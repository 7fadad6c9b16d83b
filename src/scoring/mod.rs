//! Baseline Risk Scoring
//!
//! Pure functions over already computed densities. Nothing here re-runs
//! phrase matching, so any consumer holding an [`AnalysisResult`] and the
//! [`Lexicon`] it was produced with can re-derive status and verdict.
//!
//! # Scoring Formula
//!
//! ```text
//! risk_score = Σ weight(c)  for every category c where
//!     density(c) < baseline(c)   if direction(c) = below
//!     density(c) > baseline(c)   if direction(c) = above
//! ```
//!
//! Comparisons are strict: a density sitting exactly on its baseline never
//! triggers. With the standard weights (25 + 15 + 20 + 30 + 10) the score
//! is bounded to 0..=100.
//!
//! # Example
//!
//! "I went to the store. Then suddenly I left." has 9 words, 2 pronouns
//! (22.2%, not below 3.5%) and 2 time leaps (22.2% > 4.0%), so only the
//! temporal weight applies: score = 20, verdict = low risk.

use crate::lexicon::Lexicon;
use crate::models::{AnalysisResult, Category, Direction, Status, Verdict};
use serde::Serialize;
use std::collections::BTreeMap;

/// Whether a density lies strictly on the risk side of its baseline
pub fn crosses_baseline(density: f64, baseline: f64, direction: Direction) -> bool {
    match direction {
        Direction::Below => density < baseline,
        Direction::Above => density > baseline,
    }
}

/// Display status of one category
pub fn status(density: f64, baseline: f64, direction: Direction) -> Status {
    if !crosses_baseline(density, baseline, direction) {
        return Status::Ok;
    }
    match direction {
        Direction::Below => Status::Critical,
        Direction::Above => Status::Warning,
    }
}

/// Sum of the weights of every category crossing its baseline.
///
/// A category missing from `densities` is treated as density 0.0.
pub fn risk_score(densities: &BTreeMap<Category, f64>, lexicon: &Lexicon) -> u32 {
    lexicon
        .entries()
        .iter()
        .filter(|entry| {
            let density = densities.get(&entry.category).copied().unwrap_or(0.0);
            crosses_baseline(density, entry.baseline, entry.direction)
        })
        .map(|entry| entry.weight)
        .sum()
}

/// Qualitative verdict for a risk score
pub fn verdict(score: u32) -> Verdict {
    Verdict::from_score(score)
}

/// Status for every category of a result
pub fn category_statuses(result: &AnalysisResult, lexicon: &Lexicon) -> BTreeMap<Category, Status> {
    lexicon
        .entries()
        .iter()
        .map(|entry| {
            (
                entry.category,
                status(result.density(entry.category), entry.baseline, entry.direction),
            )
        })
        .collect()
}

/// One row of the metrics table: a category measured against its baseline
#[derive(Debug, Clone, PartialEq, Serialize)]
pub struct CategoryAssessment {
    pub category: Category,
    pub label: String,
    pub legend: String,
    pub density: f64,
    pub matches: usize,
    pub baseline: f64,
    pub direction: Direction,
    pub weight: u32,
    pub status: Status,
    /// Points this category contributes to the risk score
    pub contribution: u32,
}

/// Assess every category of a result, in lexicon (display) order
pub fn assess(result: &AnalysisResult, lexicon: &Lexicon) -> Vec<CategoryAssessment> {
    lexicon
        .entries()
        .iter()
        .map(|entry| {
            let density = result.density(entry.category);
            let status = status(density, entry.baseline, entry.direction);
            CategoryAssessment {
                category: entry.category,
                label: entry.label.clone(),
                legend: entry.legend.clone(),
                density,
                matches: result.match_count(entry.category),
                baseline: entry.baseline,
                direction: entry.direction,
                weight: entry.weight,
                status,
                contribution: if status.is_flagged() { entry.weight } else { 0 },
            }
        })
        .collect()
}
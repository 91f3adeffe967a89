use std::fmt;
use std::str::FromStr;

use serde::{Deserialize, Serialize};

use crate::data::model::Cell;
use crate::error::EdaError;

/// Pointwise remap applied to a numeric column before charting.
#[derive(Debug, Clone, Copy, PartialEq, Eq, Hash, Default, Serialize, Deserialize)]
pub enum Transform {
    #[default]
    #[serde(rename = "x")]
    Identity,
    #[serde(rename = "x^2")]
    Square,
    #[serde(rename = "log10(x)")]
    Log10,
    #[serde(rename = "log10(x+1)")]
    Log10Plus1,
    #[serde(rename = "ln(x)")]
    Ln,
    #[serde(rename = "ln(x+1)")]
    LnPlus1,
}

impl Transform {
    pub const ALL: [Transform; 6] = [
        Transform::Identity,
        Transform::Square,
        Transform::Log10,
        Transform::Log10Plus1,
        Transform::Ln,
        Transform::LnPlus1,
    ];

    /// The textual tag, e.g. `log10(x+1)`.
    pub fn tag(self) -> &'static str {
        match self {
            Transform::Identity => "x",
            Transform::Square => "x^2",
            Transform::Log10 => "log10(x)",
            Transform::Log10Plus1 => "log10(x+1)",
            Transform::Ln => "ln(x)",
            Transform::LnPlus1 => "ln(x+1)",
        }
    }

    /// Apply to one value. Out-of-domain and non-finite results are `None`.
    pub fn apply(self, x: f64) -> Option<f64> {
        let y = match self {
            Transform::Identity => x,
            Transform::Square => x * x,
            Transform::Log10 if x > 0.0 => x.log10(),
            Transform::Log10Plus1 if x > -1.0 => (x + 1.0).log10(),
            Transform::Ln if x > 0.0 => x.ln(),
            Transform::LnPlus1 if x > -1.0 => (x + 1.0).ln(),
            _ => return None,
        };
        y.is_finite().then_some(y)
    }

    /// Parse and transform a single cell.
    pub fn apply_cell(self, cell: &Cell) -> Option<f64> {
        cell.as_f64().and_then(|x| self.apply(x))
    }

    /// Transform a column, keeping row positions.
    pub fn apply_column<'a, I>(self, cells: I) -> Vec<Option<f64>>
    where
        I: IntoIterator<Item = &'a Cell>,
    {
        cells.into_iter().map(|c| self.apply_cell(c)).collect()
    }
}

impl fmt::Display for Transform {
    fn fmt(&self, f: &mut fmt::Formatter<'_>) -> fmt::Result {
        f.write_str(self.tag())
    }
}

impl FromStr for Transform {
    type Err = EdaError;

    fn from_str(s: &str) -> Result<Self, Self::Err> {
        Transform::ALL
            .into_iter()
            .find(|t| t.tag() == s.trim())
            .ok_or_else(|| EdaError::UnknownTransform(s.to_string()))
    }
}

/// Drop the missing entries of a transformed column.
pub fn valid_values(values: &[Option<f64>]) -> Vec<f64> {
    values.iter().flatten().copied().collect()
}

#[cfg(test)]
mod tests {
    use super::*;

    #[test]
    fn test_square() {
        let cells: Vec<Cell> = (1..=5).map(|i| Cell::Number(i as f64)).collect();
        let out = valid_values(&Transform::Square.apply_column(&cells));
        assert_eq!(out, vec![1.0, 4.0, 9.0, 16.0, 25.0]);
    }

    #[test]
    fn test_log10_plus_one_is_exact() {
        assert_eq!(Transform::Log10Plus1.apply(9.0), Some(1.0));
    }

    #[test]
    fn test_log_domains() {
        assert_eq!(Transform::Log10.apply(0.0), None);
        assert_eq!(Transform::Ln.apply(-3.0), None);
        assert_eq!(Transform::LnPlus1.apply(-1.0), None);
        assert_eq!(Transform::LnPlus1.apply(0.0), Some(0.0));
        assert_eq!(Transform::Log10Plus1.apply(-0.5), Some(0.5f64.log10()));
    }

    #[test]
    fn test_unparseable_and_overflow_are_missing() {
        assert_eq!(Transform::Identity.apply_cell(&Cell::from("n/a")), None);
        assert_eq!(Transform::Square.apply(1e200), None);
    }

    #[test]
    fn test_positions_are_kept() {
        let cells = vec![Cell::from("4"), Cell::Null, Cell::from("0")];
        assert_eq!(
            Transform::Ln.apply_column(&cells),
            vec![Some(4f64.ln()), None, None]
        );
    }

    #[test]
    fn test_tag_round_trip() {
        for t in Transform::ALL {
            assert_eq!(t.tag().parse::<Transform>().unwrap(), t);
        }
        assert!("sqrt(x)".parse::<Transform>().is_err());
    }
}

What the task requires ->
Write out exactly the lines that run from the one containing "use super::*;" to the end of the records, both end lines included.

Output ->
    use super::*;

    #[test]
    fn test_square() {
        let cells: Vec<Cell> = (1..=5).map(|i| Cell::Number(i as f64)).collect();
        let out = valid_values(&Transform::Square.apply_column(&cells));
        assert_eq!(out, vec![1.0, 4.0, 9.0, 16.0, 25.0]);
    }

    #[test]
    fn test_log10_plus_one_is_exact() {
        assert_eq!(Transform::Log10Plus1.apply(9.0), Some(1.0));
    }

    #[test]
    fn test_log_domains() {
        assert_eq!(Transform::Log10.apply(0.0), None);
        assert_eq!(Transform::Ln.apply(-3.0), None);
        assert_eq!(Transform::LnPlus1.apply(-1.0), None);
        assert_eq!(Transform::LnPlus1.apply(0.0), Some(0.0));
        assert_eq!(Transform::Log10Plus1.apply(-0.5), Some(0.5f64.log10()));
    }

    #[test]
    fn test_unparseable_and_overflow_are_missing() {
        assert_eq!(Transform::Identity.apply_cell(&Cell::from("n/a")), None);
        assert_eq!(Transform::Square.apply(1e200), None);
    }

    #[test]
    fn test_positions_are_kept() {
        let cells = vec![Cell::from("4"), Cell::Null, Cell::from("0")];
        assert_eq!(
            Transform::Ln.apply_column(&cells),
            vec![Some(4f64.ln()), None, None]
        );
    }

    #[test]
    fn test_tag_round_trip() {
        for t in Transform::ALL {
            assert_eq!(t.tag().parse::<Transform>().unwrap(), t);
        }
        assert!("sqrt(x)".parse::<Transform>().is_err());
    }
}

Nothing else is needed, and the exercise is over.